First Line | Teen Ink

First Line

January 11, 2011
By steamboatdavey BRONZE, Manalapan, New Jersey
steamboatdavey BRONZE, Manalapan, New Jersey
2 articles 0 photos 0 comments

Nothing evil is simple. That’s all that I could think about as I stood there, in the kitchen, with my bare feet touching the cold bare tiles. Do I do it? Should I make the wrong decision and take the money or ignore my moms purse. Those were the choices and for me, it wasn’t very simple. I knew the right thing to do was to ignore it and go on with my day, but that’s not the point of this story. The point is whether something is right or wrong, it boils down to what we want regardless of the consequences, depending on how badly we want it of course.
I was never pegged as a bad kid, never thought to do wrong, never had to have an eye kept on me. I just did my own thing and played by the rules most of the time. I really had no reason to go against authority because im not one to want to cause trouble. Im not trying to cause a commotion or stir the pot, I just do what I know I can do to the best of my ability and that exact moment, I knew I could take the money and nothing would be different.
I come from a wealthy family with a father who was at work most of the time, and mom who spends my fathers hard earned money but hey, that’s how it went and I really didn’t think much of it. My mom was about to go out shopping and was getting ready upstairs and here I was in the kitchen, about to make a move right out of left field. I was positive she wouldn’t notice. There were enough bills in her purse where she wouldn’t notice one or two missing from the bunch. She wouldn’t notice the thickness of the bills before she’d realize the numbers on them just didn’t add up.
I wasn’t even going to take much, twenty bucks at most.

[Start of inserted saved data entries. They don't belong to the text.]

use crate::error::{Error, Result};
use crate::hash::{Hash, ObjectKind};
use crate::object;
use crate::repo::Repo;

/// store blob content; returns its hash
pub fn write_blob(repo: &Repo, content: &[u8]) -> Result<Hash> {
    let (hash, _) = object::write_object(repo, ObjectKind::Blob, content)?;
    Ok(hash)
}

/// read blob content, verifying the hash
pub fn read_blob(repo: &Repo, hash: &Hash) -> Result<Vec<u8>> {
    let (kind, payload) = object::read_object(repo, hash)?;
    if kind != ObjectKind::Blob {
        return Err(Error::Format(format!("expected blob, found {}", kind)));
    }
    Ok(payload)
}

/// check if a blob exists in the local store
pub fn blob_exists(repo: &Repo, hash: &Hash) -> bool {
    object::exists(repo, hash)
}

To be completely honest with you, I wasn’t taking the money for any specific reason other than to take it for the sake of taking it. Because I could, because I knew I could get away with it and the world would keep on spinning. How I spent it didn’t really matter, I had a wide variety of options. Going to the movies, the mall, buying a video game, the list went on. I just knew in that moment, from the voice coming from my gut, to go for it. To take the money was the goal and I had the window of opportunity to do it.

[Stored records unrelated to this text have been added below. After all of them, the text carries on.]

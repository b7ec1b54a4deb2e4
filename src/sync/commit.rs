//! the commit data flow: snapshot the working directory, store and upload
//! blobs, build the tree, seal the manifest under a fresh dek, and record
//! everything on the ledger while advancing the branch in one transaction.

use std::collections::{BTreeMap, HashSet};
use std::path::Path;

use futures::future::BoxFuture;
use futures::FutureExt;
use tokio_util::sync::CancellationToken;

use crate::codec;
use crate::crypto::{self, Dek};
use crate::engine::{CreateBlobOptions, ObjectEngine};
use crate::error::{Error, IoResultExt, Result};
use crate::hash::{self, Hash};
use crate::ledger::{LedgerTreeEntry, Operation, SubmitOptions, TxDigest};
use crate::manifest::{Manifest, ManifestEntry};
use crate::progress::Phase;
use crate::refs;
use crate::sync::{is_internal_path, SyncContext};
use crate::types::{Commit, EntryMode, TreeEntry};

/// options for the commit flow
#[derive(Clone, Debug)]
pub struct CommitOptions {
    pub message: String,
    /// defaults to the signer address
    pub author: Option<String>,
    /// encrypt file payloads and build a manifest when a key client and
    /// policy are available
    pub encrypt: bool,
}

impl CommitOptions {
    pub fn new(message: impl Into<String>) -> Self {
        Self {
            message: message.into(),
            author: None,
            encrypt: true,
        }
    }
}

/// what a commit produced
#[derive(Clone, Debug)]
pub struct CommitReport {
    pub commit: Hash,
    pub tree: Hash,
    pub branch: String,
    pub files: usize,
    pub manifest_cid: Option<String>,
    pub wrapped_dek_cid: Option<String>,
    pub digest: Option<TxDigest>,
}

/// commit the working directory to the current branch
pub async fn commit(ctx: &SyncContext, opts: &CommitOptions) -> Result<CommitReport> {
    ctx.progress.emit(Phase::Preparing, "snapshotting working directory");

    let branch = current_branch(ctx)?;
    let parent = refs::resolve_head(&ctx.repo)?;

    // gather the snapshot before any async work
    let files = collect_files(ctx.repo.work_dir())?;

    let author = opts
        .author
        .clone()
        .or_else(|| ctx.signer.as_ref().map(|s| s.address().to_string()))
        .unwrap_or_else(|| "walgit".to_string());

    // hash, store and upload every blob
    let mut blob_map: BTreeMap<String, (Hash, EntryMode)> = BTreeMap::new();
    let mut blob_infos = Vec::new();
    for (rel_path, content, mode) in &files {
        let info = ctx
            .engine
            .create_blob(content, &CreateBlobOptions::default(), &ctx.cancel)
            .await?;
        blob_map.insert(rel_path.clone(), (info.hash, *mode));
        blob_infos.push((rel_path.clone(), info));
    }

    // canonical tree objects, bottom-up
    let (tree_hash, tree_ops) =
        build_tree(&ctx.engine, &blob_map, String::new(), &ctx.cancel).await?;

    // per-commit encryption: payloads, manifest, wrapped dek
    let mut manifest_cid = None;
    let mut wrapped_dek_cid = None;
    let mut encrypted_cids: BTreeMap<String, String> = BTreeMap::new();
    let policy_id = ctx.repo.config().repository.policy_id.clone();

    if opts.encrypt {
        if let (Some(key_client), Some(remote), Some(policy_id)) =
            (&ctx.key_client, ctx.engine.remote(), policy_id)
        {
            let dek = Dek::generate();
            let mut manifest = Manifest::new(
                author.clone(),
                opts.message.clone(),
                parent.map(|p| p.to_hex()),
            );

            for (rel_path, content, _) in &files {
                let content_type = codec::sniff_content_type(content, Some(rel_path));
                let level = codec::adaptive_level(content.len() as u64, content_type);
                let compressed = codec::compress(content, level)?;
                let payload = crypto::encrypt_framed(&compressed, &dek)?;
                let cid = hash::sha256_hex(&payload);
                remote
                    .upload(&cid, &payload, content_type.map(str::to_string), &ctx.cancel)
                    .await?;
                manifest.insert(
                    rel_path.clone(),
                    ManifestEntry {
                        cid: cid.clone(),
                        size: content.len() as u64,
                        hash: hash::sha256_hex(content),
                        encrypted: true,
                        timestamp: manifest.timestamp,
                    },
                );
                encrypted_cids.insert(rel_path.clone(), cid);
            }

            let sealed = manifest.seal(&dek)?;
            let cid = hash::sha256_hex(&sealed);
            remote.upload(&cid, &sealed, None, &ctx.cancel).await?;
            manifest_cid = Some(cid);

            let wrapped = key_client.wrap_dek(&dek, &policy_id).await?;
            let cid = hash::sha256_hex(&wrapped);
            remote.upload(&cid, &wrapped, None, &ctx.cancel).await?;
            wrapped_dek_cid = Some(cid);
        }
    }

    // the commit object itself
    let mut commit = Commit::new(
        tree_hash,
        parent.into_iter().collect(),
        author,
        opts.message.clone(),
    );
    commit.manifest_cid = manifest_cid.clone();
    commit.wrapped_dek_cid = wrapped_dek_cid.clone();
    let commit_hash = ctx.engine.create_commit(&commit, &ctx.cancel).await?;

    // one ledger transaction: objects plus the branch advance; objects a
    // previous commit already recorded are skipped, duplicates are refused
    // by the ledger
    let mut digest = None;
    if let (Some(tx_engine), Some(signer)) = (&ctx.tx, &ctx.signer) {
        let ledger = tx_engine.client();
        let mut builder = tx_engine.build();
        let mut recorded = HashSet::new();
        for (rel_path, info) in &blob_infos {
            if !recorded.insert(info.hash) || ledger.has_object(&ctx.repo_id, &info.hash).await? {
                continue;
            }
            let remote_id = encrypted_cids
                .get(rel_path)
                .cloned()
                .or_else(|| info.remote_id.clone())
                .unwrap_or_else(|| info.hash.to_hex());
            builder = builder.create_blob(remote_id, info.size, info.hash, "zlib");
        }
        for op in tree_ops {
            if let Operation::CreateTree { hash, .. } = &op {
                if ledger.has_object(&ctx.repo_id, hash).await? {
                    continue;
                }
            }
            builder = builder.push(op);
        }
        builder = builder.create_commit(
            commit_hash,
            tree_hash,
            commit.parents.clone(),
            commit.message.clone(),
            commit.timestamp.to_rfc3339(),
            manifest_cid.clone(),
            wrapped_dek_cid.clone(),
        );
        builder = builder.update_branch(&ctx.repo_id, &branch, commit_hash, parent);

        let submit_opts = SubmitOptions {
            progress: ctx.progress.clone(),
            cancel: ctx.cancel.clone(),
            ..Default::default()
        };
        let result = tx_engine
            .submit_and_wait(&builder.finish(), signer.as_ref(), &submit_opts)
            .await?;
        digest = Some(result.digest);
    }

    // local branch ref follows, guarded against concurrent movement
    refs::write_ref(
        &ctx.repo,
        &refs::branch_ref(&branch),
        &commit_hash,
        Some(&parent.unwrap_or(Hash::ZERO)),
    )?;

    tracing::info!(%commit_hash, %branch, files = files.len(), "committed");

    Ok(CommitReport {
        commit: commit_hash,
        tree: tree_hash,
        branch,
        files: files.len(),
        manifest_cid,
        wrapped_dek_cid,
        digest,
    })
}

/// branch HEAD points at; committing on a detached HEAD is refused
fn current_branch(ctx: &SyncContext) -> Result<String> {
    match refs::read_head(&ctx.repo)? {
        refs::Head::Symbolic(target) => match target.strip_prefix("refs/heads/") {
            Some(branch) => Ok(branch.to_string()),
            None => Err(Error::InvalidRef(target)),
        },
        refs::Head::Detached(_) => Err(Error::InvalidRef("HEAD is detached".to_string())),
    }
}

/// walk the working directory into (relative path, content, mode),
/// sorted by path
fn collect_files(work_dir: &Path) -> Result<Vec<(String, Vec<u8>, EntryMode)>> {
    let mut files = Vec::new();

    for entry in walkdir::WalkDir::new(work_dir)
        .sort_by_file_name()
        .into_iter()
        .filter_entry(|e| !is_internal_path(e.path()))
    {
        let entry = entry.map_err(|e| Error::Io {
            path: work_dir.to_path_buf(),
            source: e.into(),
        })?;
        if !entry.file_type().is_file() {
            continue;
        }

        let rel = entry
            .path()
            .strip_prefix(work_dir)
            .map_err(|_| Error::Format("path outside working directory".to_string()))?
            .to_string_lossy()
            .to_string();

        let content = std::fs::read(entry.path()).with_path(entry.path())?;
        let mode = file_mode(entry.path())?;
        files.push((rel, content, mode));
    }

    files.sort_by(|a, b| a.0.cmp(&b.0));
    Ok(files)
}

#[cfg(unix)]
fn file_mode(path: &Path) -> Result<EntryMode> {
    use std::os::unix::fs::PermissionsExt;
    let mode = std::fs::metadata(path).with_path(path)?.permissions().mode();
    Ok(if mode & 0o111 != 0 {
        EntryMode::BlobExecutable
    } else {
        EntryMode::Blob
    })
}

#[cfg(not(unix))]
fn file_mode(_path: &Path) -> Result<EntryMode> {
    Ok(EntryMode::Blob)
}

/// build nested tree objects for every directory under `prefix`;
/// returns the subtree hash and the ledger operations recording each tree
pub(crate) fn build_tree<'a>(
    engine: &'a ObjectEngine,
    files: &'a BTreeMap<String, (Hash, EntryMode)>,
    prefix: String,
    cancel: &'a CancellationToken,
) -> BoxFuture<'a, Result<(Hash, Vec<Operation>)>> {
    async move {
        let mut entries = Vec::new();
        let mut ops = Vec::new();
        let mut seen_dirs = Vec::new();

        for (path, (hash, mode)) in files.range(prefix.clone()..) {
            let rest = match strip_tree_prefix(path, &prefix) {
                Some(rest) => rest,
                None => break, // past the prefix range
            };

            match rest.split_once('/') {
                None => {
                    entries.push(TreeEntry::new(rest, *mode, *hash));
                }
                Some((dir, _)) => {
                    if seen_dirs.last().map(String::as_str) == Some(dir) {
                        continue;
                    }
                    seen_dirs.push(dir.to_string());

                    let child_prefix = if prefix.is_empty() {
                        format!("{}/", dir)
                    } else {
                        format!("{}{}/", prefix, dir)
                    };
                    let (child_hash, child_ops) =
                        build_tree(engine, files, child_prefix, cancel).await?;
                    ops.extend(child_ops);
                    entries.push(TreeEntry::new(dir, EntryMode::Tree, child_hash));
                }
            }
        }

        let (tree_hash, tree) = engine.create_tree(entries, cancel).await?;
        ops.push(Operation::CreateTree {
            hash: tree_hash,
            entries: tree
                .entries()
                .iter()
                .map(|e| LedgerTreeEntry {
                    name: e.name.clone(),
                    kind: if e.mode.is_tree() { "tree" } else { "blob" }.to_string(),
                    id: e.id,
                    mode: e.mode.octal(),
                })
                .collect(),
        });

        Ok((tree_hash, ops))
    }
    .boxed()
}

/// strip a directory prefix (ending in '/') from a path inside it
fn strip_tree_prefix<'p>(path: &'p str, prefix: &str) -> Option<&'p str> {
    if prefix.is_empty() {
        Some(path)
    } else {
        path.strip_prefix(prefix)
    }
}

I heard my mothers door open and I quickly tensed up. My window was slowly closing and I still hadn’t made up my decision. The sweat on my brow intensified and my fingers sporadically jumped around out of anxiousness. Step after step I heard, my heart beat began sync up going up through my stomach and out my mouth. It was do or die. I didn’t go with my gut, or my heart, or even my brains. I went with my legs and ran on out of there and into the dining room.

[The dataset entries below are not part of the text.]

//! fetch: mirror the remote commit chain locally without touching the
//! working directory; blob content stays deferred until checkout or pull.

use std::collections::HashSet;

use crate::error::Result;
use crate::hash::Hash;
use crate::object;
use crate::progress::Phase;
use crate::refs;
use crate::sync::SyncContext;
use crate::types::EntryMode;

/// options for a fetch
#[derive(Clone, Debug, Default)]
pub struct FetchOptions {
    /// bound on the commit-chain walk; unbounded when absent
    pub depth: Option<usize>,
    /// drop remote-tracking refs whose branch no longer exists
    pub prune: bool,
}

/// what a fetch brought in
#[derive(Debug)]
pub struct FetchReport {
    pub branch: String,
    pub remote_tip: Option<Hash>,
    pub commits_fetched: usize,
    pub trees_fetched: usize,
    pub pruned_refs: Vec<String>,
}

/// fetch a branch from the ledger and blob service
pub async fn fetch(
    ctx: &SyncContext,
    branch: Option<&str>,
    opts: &FetchOptions,
) -> Result<FetchReport> {
    let branch = branch
        .map(str::to_string)
        .unwrap_or_else(|| ctx.repo.config().repository.default_branch.clone());

    ctx.progress.emit(Phase::Preparing, format!("fetching {}", branch));
    let remote_tip = ctx.ledger()?.get_branch(&ctx.repo_id, &branch).await?;

    let mut commits_fetched = 0usize;
    let mut trees_fetched = 0usize;

    if let Some(tip) = remote_tip {
        // walk the remote chain, downloading commit and tree objects;
        // commits already local terminate their branch of the walk
        let mut queue = vec![(tip, 0usize)];
        let mut visited: HashSet<Hash> = HashSet::new();

        while let Some((hash, depth)) = queue.pop() {
            if !visited.insert(hash) {
                continue;
            }
            if let Some(max) = opts.depth {
                if depth >= max {
                    continue;
                }
            }

            let was_local = object::exists(&ctx.repo, &hash);
            let commit = ctx.engine.get_commit(&hash, &ctx.cancel).await?;
            if !was_local {
                commits_fetched += 1;
                trees_fetched += fetch_trees(ctx, &commit.tree).await?;
                for parent in commit.parents {
                    queue.push((parent, depth + 1));
                }
            }
        }

        refs::write_ref(
            &ctx.repo,
            &refs::remote_ref(&ctx.remote_name, &branch),
            &tip,
            None,
        )?;
    }

    let mut pruned_refs = Vec::new();
    if opts.prune {
        pruned_refs = prune_remote_refs(ctx).await?;
    }

    ctx.progress.emit(
        Phase::Completed,
        format!("fetched {} commits", commits_fetched),
    );
    tracing::info!(
        %branch,
        commits = commits_fetched,
        trees = trees_fetched,
        "fetch complete"
    );

    Ok(FetchReport {
        branch,
        remote_tip,
        commits_fetched,
        trees_fetched,
        pruned_refs,
    })
}

/// download the root tree and every subtree; blob entries only surface
/// their metadata (hash, mode) here
async fn fetch_trees(ctx: &SyncContext, root: &Hash) -> Result<usize> {
    let mut fetched = 0usize;
    let mut stack = vec![*root];
    let mut visited: HashSet<Hash> = HashSet::new();

    while let Some(tree_hash) = stack.pop() {
        if !visited.insert(tree_hash) {
            continue;
        }
        let was_local = object::exists(&ctx.repo, &tree_hash);
        let tree = ctx.engine.get_tree(&tree_hash, &ctx.cancel).await?;
        if !was_local {
            fetched += 1;
        }
        for entry in tree.entries() {
            if entry.mode == EntryMode::Tree {
                stack.push(entry.id);
            }
        }
    }

    Ok(fetched)
}

/// remove remote-tracking refs whose remote branch disappeared
async fn prune_remote_refs(ctx: &SyncContext) -> Result<Vec<String>> {
    let prefix = format!("refs/remotes/{}", ctx.remote_name);
    let mut pruned = Vec::new();

    for (name, _) in refs::list_refs(&ctx.repo, &prefix)? {
        let branch = match name.strip_prefix(&format!("{}/", prefix)) {
            Some(b) => b.to_string(),
            None => continue,
        };
        if !ctx.ledger()?.branch_exists(&ctx.repo_id, &branch).await? {
            refs::delete_ref(&ctx.repo, &name)?;
            tracing::debug!(%name, "pruned stale remote-tracking ref");
            pruned.push(name);
        }
    }

    Ok(pruned)
}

I sank down to the floor leaning against the wall catching my breath. I couldn’t do it, I just couldn’t do it. My hands were still shaking for some reason, and the sweat was still there. I couldn’t belief all that just happened, in a matter of minutes. I could have changed the person who I was with in a matter of minutes, for what? For twenty dollars that I would probably spend on something meaningless just to get rid of it. My hands would have been stained green and whatever that money went to would be a constant reminder to me of my devilish deed.

My mom got her coat and shoes on and started heading out. I heard the garage door open and the car start up. She had left the house and went on to go buy whatever her heart desired. I made sure the coast was clear before I went back into the kitchen. I looked at the table and there was a note. The note said: “If you happen to go out here’s a little something. Enjoy yourself!” and underneath lay a twenty dollar bill. I couldn’t believe my eyes. Had karma cut me some slack, after all I’ve been through? I guess it is true what they say about nothing evil is simple. I may have not gotten the money in the way I had originally planned, but my the though remained stain in the back of my head. A constant reminder of who I could have been.